Detection and Measurements
To detect and measure the extent of starspots one uses several types of methods.
- With the Zeeman-Doppler imaging technique the direction of the magnetic field on stars can be determined since spectral lines are split according to the Zeeman effect, revealing the direction and magnitude of the field.
- For slowly rotating stars - Line Depth Ratio (LDR).
- Here one measures two different spectral lines, one sensitive to temperature and one which is not. Since starspots have a lower temperature than their surroundings the temperature-sensitive line changes its depth. From the difference between these two lines the temperature and size of the spot can be calculated, with a temperature accuracy of 10K.
|This section requires expansion. (August 2008)|
Observed starspots have a temperature which is in general 500-2000 Kelvin cooler than the stellar photosphere. This temperature difference could give rise to a brightness variation up to 0.6 magnitudes between the spot and the surrounding surface. There also seems to be a relation between the spot temperature and the temperature for the stellar photosphere, indicating that starspots behave similarly for different types of stars (observed in G-K dwarfs)
The lifetime for a starspot depends on its size.
- For small spots the lifetime is proportional to their size, similar to spots on the Sun.

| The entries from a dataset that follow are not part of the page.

//! Time sources for entry and exit timestamps

use chrono::{DateTime, Duration, Utc};
use std::sync::Mutex;

/// Source of the current wall-clock time
#[cfg_attr(test, mockall::automock)]
pub trait Clock: Send + Sync {
    fn now(&self) -> DateTime<Utc>;
}

/// The system wall clock
#[derive(Debug, Default, Clone, Copy)]
pub struct SystemClock;

impl Clock for SystemClock {
    fn now(&self) -> DateTime<Utc> {
        Utc::now()
    }
}

/// A clock that only moves when told to
#[derive(Debug)]
pub struct ManualClock {
    now: Mutex<DateTime<Utc>>,
}

impl ManualClock {
    pub fn new(start: DateTime<Utc>) -> Self {
        Self {
            now: Mutex::new(start),
        }
    }

    /// Start at the current system time
    pub fn starting_now() -> Self {
        Self::new(Utc::now())
    }

    /// Move the clock forward (or backward, for a negative duration)
    ///
    /// Returns the new time, or `None` with the clock unchanged when the
    /// result would fall outside the representable date range.
    pub fn advance(&self, by: Duration) -> Option<DateTime<Utc>> {
        let mut now = self.now.lock().unwrap_or_else(std::sync::PoisonError::into_inner);
        let moved = now.checked_add_signed(by)?;
        *now = moved;
        Some(moved)
    }

    pub fn set(&self, to: DateTime<Utc>) {
        let mut now = self.now.lock().unwrap_or_else(std::sync::PoisonError::into_inner);
        *now = to;
    }
}

impl Clock for ManualClock {
    fn now(&self) -> DateTime<Utc> {
        *self.now.lock().unwrap_or_else(std::sync::PoisonError::into_inner)
    }
}

#[cfg(test)]
mod tests {
    use super::*;

    #[test]
    fn test_manual_clock_advance() {
        let start = Utc::now();
        let clock = ManualClock::new(start);
        assert_eq!(clock.now(), start);

        clock.advance(Duration::minutes(90));
        assert_eq!(clock.now() - start, Duration::minutes(90));

        clock.set(start);
        assert_eq!(clock.now(), start);
    }

    #[test]
    fn test_manual_clock_advance_out_of_range() {
        let start = Utc::now();
        let clock = ManualClock::new(start);

        assert_eq!(clock.advance(Duration::hours(2_500_000_000)), None);
        assert_eq!(clock.now(), start);

        assert_eq!(clock.advance(Duration::hours(1)), Some(start + Duration::hours(1)));
    }

    #[test]
    fn test_system_clock_is_monotonic_enough() {
        let clock = SystemClock;
        let first = clock.now();
        let second = clock.now();
        assert!(second >= first);
    }
}
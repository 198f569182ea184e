//! A ledger handle for concurrent callers
//!
//! Each operation holds the lock for its whole duration, so two parks can
//! never both pass the capacity check and no update is lost.

use super::billing::Receipt;
use super::ledger::ParkingLedger;
use super::token::Token;
use super::vehicle::ParkedVehicle;
use crate::error::LedgerError;
use std::sync::{Arc, Mutex, MutexGuard, PoisonError};

/// Cloneable, thread-safe handle to one [`ParkingLedger`]
#[derive(Debug, Clone)]
pub struct SharedLedger {
    inner: Arc<Mutex<ParkingLedger>>,
}

impl SharedLedger {
    pub fn new(ledger: ParkingLedger) -> Self {
        Self {
            inner: Arc::new(Mutex::new(ledger)),
        }
    }

    // Ledger operations never panic midway, so a poisoned lock still
    // guards a consistent ledger.
    fn lock(&self) -> MutexGuard<'_, ParkingLedger> {
        self.inner.lock().unwrap_or_else(PoisonError::into_inner)
    }

    pub fn park(
        &self,
        owner_name: &str,
        phone: &str,
        plate_number: &str,
        vehicle_type_id: u32,
    ) -> Result<Token, LedgerError> {
        self.lock()
            .park(owner_name, phone, plate_number, vehicle_type_id)
    }

    pub fn remove(&self, token: &str) -> Result<Receipt, LedgerError> {
        self.lock().remove(token)
    }

    /// Owned snapshot of parked vehicles in arrival order; empty when none
    pub fn occupied(&self) -> Vec<ParkedVehicle> {
        self.lock()
            .occupied()
            .vehicles()
            .map(|vehicles| vehicles.iter().cloned().collect())
            .unwrap_or_default()
    }

    pub fn remaining_slots(&self) -> (usize, usize) {
        self.lock().remaining_slots()
    }

    /// Run `f` with exclusive access to the ledger
    pub fn with<R>(&self, f: impl FnOnce(&mut ParkingLedger) -> R) -> R {
        f(&mut self.lock())
    }
}

#[cfg(test)]
mod tests {
    use super::*;
    use crate::core::LedgerBuilder;
    use std::collections::HashSet;
    use std::thread;

    #[test]
    fn test_concurrent_parks_respect_capacity() {
        let shared = SharedLedger::new(LedgerBuilder::new().total_slots(10).build().unwrap());

        let handles: Vec<_> = (0..8)
            .map(|worker| {
                let shared = shared.clone();
                thread::spawn(move || {
                    (0..5)
                        .filter_map(|i| {
                            shared
                                .park("Owner", "000", &format!("W{worker}-{i}"), 2)
                                .ok()
                        })
                        .collect::<Vec<_>>()
                })
            })
            .collect();

        let tokens: Vec<Token> = handles
            .into_iter()
            .flat_map(|h| h.join().unwrap())
            .collect();

        assert_eq!(tokens.len(), 10);
        assert_eq!(tokens.iter().collect::<HashSet<_>>().len(), 10);
        assert_eq!(shared.remaining_slots(), (0, 10));
        assert_eq!(shared.occupied().len(), 10);
    }

    #[test]
    fn test_concurrent_duplicate_plate_admitted_once() {
        let shared = SharedLedger::new(LedgerBuilder::new().total_slots(10).build().unwrap());

        let handles: Vec<_> = (0..6)
            .map(|_| {
                let shared = shared.clone();
                thread::spawn(move || shared.park("Owner", "000", "SAME", 1).is_ok())
            })
            .collect();

        let admitted = handles
            .into_iter()
            .map(|h| h.join().unwrap())
            .filter(|ok| *ok)
            .count();
        assert_eq!(admitted, 1);
    }

    #[test]
    fn test_shared_remove_and_snapshot() {
        let shared = SharedLedger::new(LedgerBuilder::new().total_slots(2).build().unwrap());
        assert!(shared.occupied().is_empty());

        let token = shared.park("A", "111", "KA01", 1).unwrap();
        assert_eq!(shared.occupied()[0].plate_number, "KA01");

        let receipt = shared.remove(token.as_str()).unwrap();
        assert_eq!(receipt.vehicle_type_name, "Car");
        assert!(matches!(
            shared.remove(token.as_str()),
            Err(LedgerError::InvalidToken { .. })
        ));
        assert_eq!(shared.with(|ledger| ledger.len()), 0);
    }
}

- For large spots the sizes depend on the differential rotation of the star, but there are some indications that large spots which give rise to light variations can survive for many years even in stars with differential rotation.
The distribution of starspots across the stellar surface varies analogous to the solar case, but differs for different types of stars, e.g., depending on whether the star is a binary or not. The same type of activity cycles that are found for the Sun can be seen for other stars, corresponding to the solar (2 times) 11-year cycle. Some stars have longer cycles, possibly analogous to the Maunder minima for the Sun.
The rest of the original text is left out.